Hallo, je bent hier gekomen op zoek naar de betekenis van het woord
zelfstandignaamwoordgroep. In DICTIOUS vind je niet alleen alle woordenboekbetekenissen van het woord
zelfstandignaamwoordgroep, maar kom je ook meer te weten over de etymologie, de kenmerken en hoe je
zelfstandignaamwoordgroep in enkelvoud en meervoud uitspreekt. Alles wat je moet weten over het woord
zelfstandignaamwoordgroep is hier. De definitie van het woord
zelfstandignaamwoordgroep zal u helpen preciezer en correcter te zijn bij het spreken of schrijven van uw teksten. Kennis van de definitie van
zelfstandignaamwoordgroep, maar ook van die van andere woorden, verrijkt uw woordenschat en verschaft u meer en betere taalkundige bronnen.
- zelf·stan·dig·naam·woord·groep
de zelfstandignaamwoordgroep v / m
- (taalkunde) woordgroep die als een substantief functioneert
- Een "halve finale" is iets anders dan de helft van een finale en het kan in een zin net zo worden gebruikt als "finale" of "kwartfinale", daarom is het een zelfstandignaamwoordgroep.
- ▸ De algemene regel geldt ook als het linkerdeel van de samenstelling een zelfstandignaamwoordgroep is.[1]
- (grammatica) zinsdeel dat bestaat uit een substantief met daarbij behorende voor- en nabepalingen
- In de zin "De dure fiets van mijn vader is kapotgegaan." vormt "De dure fiets van mijn vader" een zelfstandignaamwoordgroep.

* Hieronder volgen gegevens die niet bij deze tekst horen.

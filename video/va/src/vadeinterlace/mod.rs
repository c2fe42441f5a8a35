// This Source Code Form is subject to the terms of the Mozilla Public License, v2.0.
// If a copy of the MPL was not distributed with this file, You can obtain one at
// <https://mozilla.org/MPL/2.0/>.
//
// SPDX-License-Identifier: MPL-2.0

/**
 * element-vadeinterlace:
 *
 * Deinterlaces video with the video processing entrypoint of a VA device,
 * producing one progressive frame per field.
 *
 * Progressive input is passed through.
 *
 * ## Example launch line
 * ```
 * gst-launch-1.0 videotestsrc ! video/x-raw,format=NV12,interlace-mode=interleaved ! vadeinterlace method=motion-adaptive ! autovideosink
 * ```
 *
 * Since: plugins-rs-0.14.0
 */
use gst::glib;
use gst::prelude::*;

use crate::device::DeinterlaceMethod;

mod imp;

#[derive(Debug, Eq, PartialEq, Hash, Clone, Copy, Default, glib::Enum)]
#[repr(u32)]
#[enum_type(name = "GstVaRsDeinterlaceMethod")]
pub enum Method {
    #[default]
    #[enum_value(name = "Bob: Interpolating missing lines by using the adjacent lines.", nick = "bob")]
    Bob = 1,
    #[enum_value(name = "Weave: Taking the missing lines from the adjacent frame.", nick = "weave")]
    Weave = 2,
    #[enum_value(
        name = "Motion-adaptive: Interpolating missing lines by using spatial/temporal references.",
        nick = "motion-adaptive"
    )]
    MotionAdaptive = 3,
    #[enum_value(
        name = "Motion-compensated: Recreating missing lines by using motion vector.",
        nick = "motion-compensated"
    )]
    MotionCompensated = 4,
}

impl From<Method> for DeinterlaceMethod {
    fn from(method: Method) -> Self {
        match method {
            Method::Bob => DeinterlaceMethod::Bob,
            Method::Weave => DeinterlaceMethod::Weave,
            Method::MotionAdaptive => DeinterlaceMethod::MotionAdaptive,
            Method::MotionCompensated => DeinterlaceMethod::MotionCompensated,
        }
    }
}

glib::wrapper! {
    pub struct VaDeinterlace(ObjectSubclass<imp::VaDeinterlace>) @extends gst_base::BaseTransform, gst::Element, gst::Object;
}

pub fn register(plugin: &gst::Plugin) -> Result<(), glib::BoolError> {
    gst::Element::register(
        Some(plugin),
        "vadeinterlace",
        gst::Rank::NONE,
        VaDeinterlace::static_type(),
    )
}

- ▸ In het algemeen staat de negatie zo vroeg mogelijk in de zin. Als een zin een onbepaalde zelfstandignaamwoordgroep (met een of zonder lidwoord) of een andere onbepaalde uitdrukking (bijvoorbeeld ooit of ergens) bevat, dan wordt de negatie daarop uitgedrukt (wat resulteert in nooit en nergens).[2]
- ↑ Weblink bron
Commissie Spelling
“Technische Handleiding : Regels voor de officiële spelling van het Nederlands” (oktober 2016), Taalunie, Den Haag, p. 65 kol. 2
- ↑ Weblink bron
van der Wouden, T.
“Algemene Nederlandse Spraakkunst. 29.3.3 Niet versus geen, niemand versus niet iemand (versie 3.0).” (januari 2021.)